A Twofold Strategy for Translating a Medical Terminology into French

Louise Deléger 1, Tayeb Merabti 2, Thierry Lecrocq 2, Michel Joubert 3, Pierre Zweigenbaum 1, Stéfan Darmoni 2
PMCID: PMC3041288  PMID: 21346959

Abstract

Objective

The goal of this study is to assist the translation of a medical terminology (MedlinePlus) into French.

Methods

We combined two types of approaches to acquire French translations of English MedlinePlus terms. The first is knowledge-based and relies on the conceptual information of the UMLS metathesaurus. The second method is a corpus-based NLP technique using a bilingual parallel corpus.

Results

The knowledge-based method brought translations for 611 terms, among which 67.6% were considered valid. The corpus-based approach provided translations for 143 terms of which 71.3% were considered valid. We thus acquired a total of 435 translated terms (51.3%).

Conclusion

Combining two approaches allowed us to semi-automatically translate more than half of the terminology, while focusing on only one would have provided a more partial translation. From an applicative viewpoint, this French version is now integrated in the catalogue of online health resources CISMeF.

Introduction

Terminologies are useful to a variety of applications, including automated coding, free-text indexing and information retrieval. A large number of medical terminologies exists, but coverage varies according to languages. French, while being fairly well represented (twenty or so health terminologies exists in French, such as MeSH1, ICD-102 and SNOMED International3), could still benefit from the addition of new terminologies.
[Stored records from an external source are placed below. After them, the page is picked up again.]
// Copyright (c) 2022 Harry [Majored] [hello@majored.pw]
// MIT License (https://github.com/Majored/rs-async-zip/blob/main/LICENSE)

/// The version needed to extract (and the version made by) every record this crate emits: 4.5, ZIP64.
pub const VERSION: u16 = 45;

/// The maximum value of a 32-bit size or offset field before ZIP64 is required.
pub const NON_ZIP64_MAX_SIZE: u32 = 0xFFFFFFFF;
/// The maximum value of a 16-bit entry count field before ZIP64 is required.
pub const NON_ZIP64_MAX_NUM_FILES: u16 = 0xFFFF;

/// The block size used when pulling data from entry sources.
pub const DEFAULT_BLOCK_SIZE: usize = 1024 * 1024;

// Local file header constants
//
// https://github.com/Majored/rs-async-zip/blob/main/SPECIFICATION.md#437
pub const LFH_SIGNATURE: u32 = 0x04034b50;
pub const LFH_LENGTH: usize = 30;

// https://github.com/Majored/rs-async-zip/blob/main/SPECIFICATION.md#439
pub const DATA_DESCRIPTOR_SIGNATURE: u32 = 0x08074b50;
pub const DATA_DESCRIPTOR_LENGTH: usize = 24;

// Central directory header constants
//
// https://github.com/Majored/rs-async-zip/blob/main/SPECIFICATION.md#4312
pub const CDH_SIGNATURE: u32 = 0x02014b50;
pub const CDH_LENGTH: usize = 46;

// https://github.com/Majored/rs-async-zip/blob/main/SPECIFICATION.md#4314
pub const ZIP64_EOCDR_SIGNATURE: u32 = 0x06064b50;
pub const ZIP64_EOCDR_LENGTH: usize = 56;
/// The "size of zip64 end of central directory record" field, which excludes the leading 12 bytes.
pub const ZIP64_EOCDR_RECORD_SIZE: u64 = 44;

// https://github.com/Majored/rs-async-zip/blob/main/SPECIFICATION.md#4315
pub const ZIP64_EOCDL_SIGNATURE: u32 = 0x07064b50;
pub const ZIP64_EOCDL_LENGTH: usize = 20;

// End of central directory record constants
//
// https://github.com/Majored/rs-async-zip/blob/main/SPECIFICATION.md#4316
pub const EOCDR_SIGNATURE: u32 = 0x06054b50;
pub const EOCDR_LENGTH: usize = 22;

// https://github.com/Majored/rs-async-zip/blob/main/SPECIFICATION.md#453
pub const ZIP64_EXTRA_FIELD_ID: u16 = 0x0001;
/// The local header placeholder: header id, data size and four zeroed 32-bit slots.
pub const ZIP64_LOCAL_EXTRA_FIELD_LENGTH: usize = 20;
/// The central directory variant: header id, data size, uncompressed size, compressed size and offset.
pub const ZIP64_CENTRAL_EXTRA_FIELD_LENGTH: usize = 28;

// External file attributes (MS-DOS directory & archive bits).
pub const DIRECTORY_ATTRIBUTE: u32 = 0x10;
pub const FILE_ATTRIBUTE: u32 = 0x20;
The catalogue of online health resources in French (CISMeF)4 is an example of an application relying on French-language medical terminological resources. CISMeF was originally indexed on the basis of only one medical terminology (the MeSH thesaurus). Recently, though, the strategy has moved towards the use of the main health terminologies available in French for automatic indexing and information retrieval5. In this context, the addition of new French terminologies would be especially useful, for instance through the translation of some of the many existing English-language standards. This paper focuses on the translation of one of these terminologies: the MedlinePlus Health Topics vocabulary.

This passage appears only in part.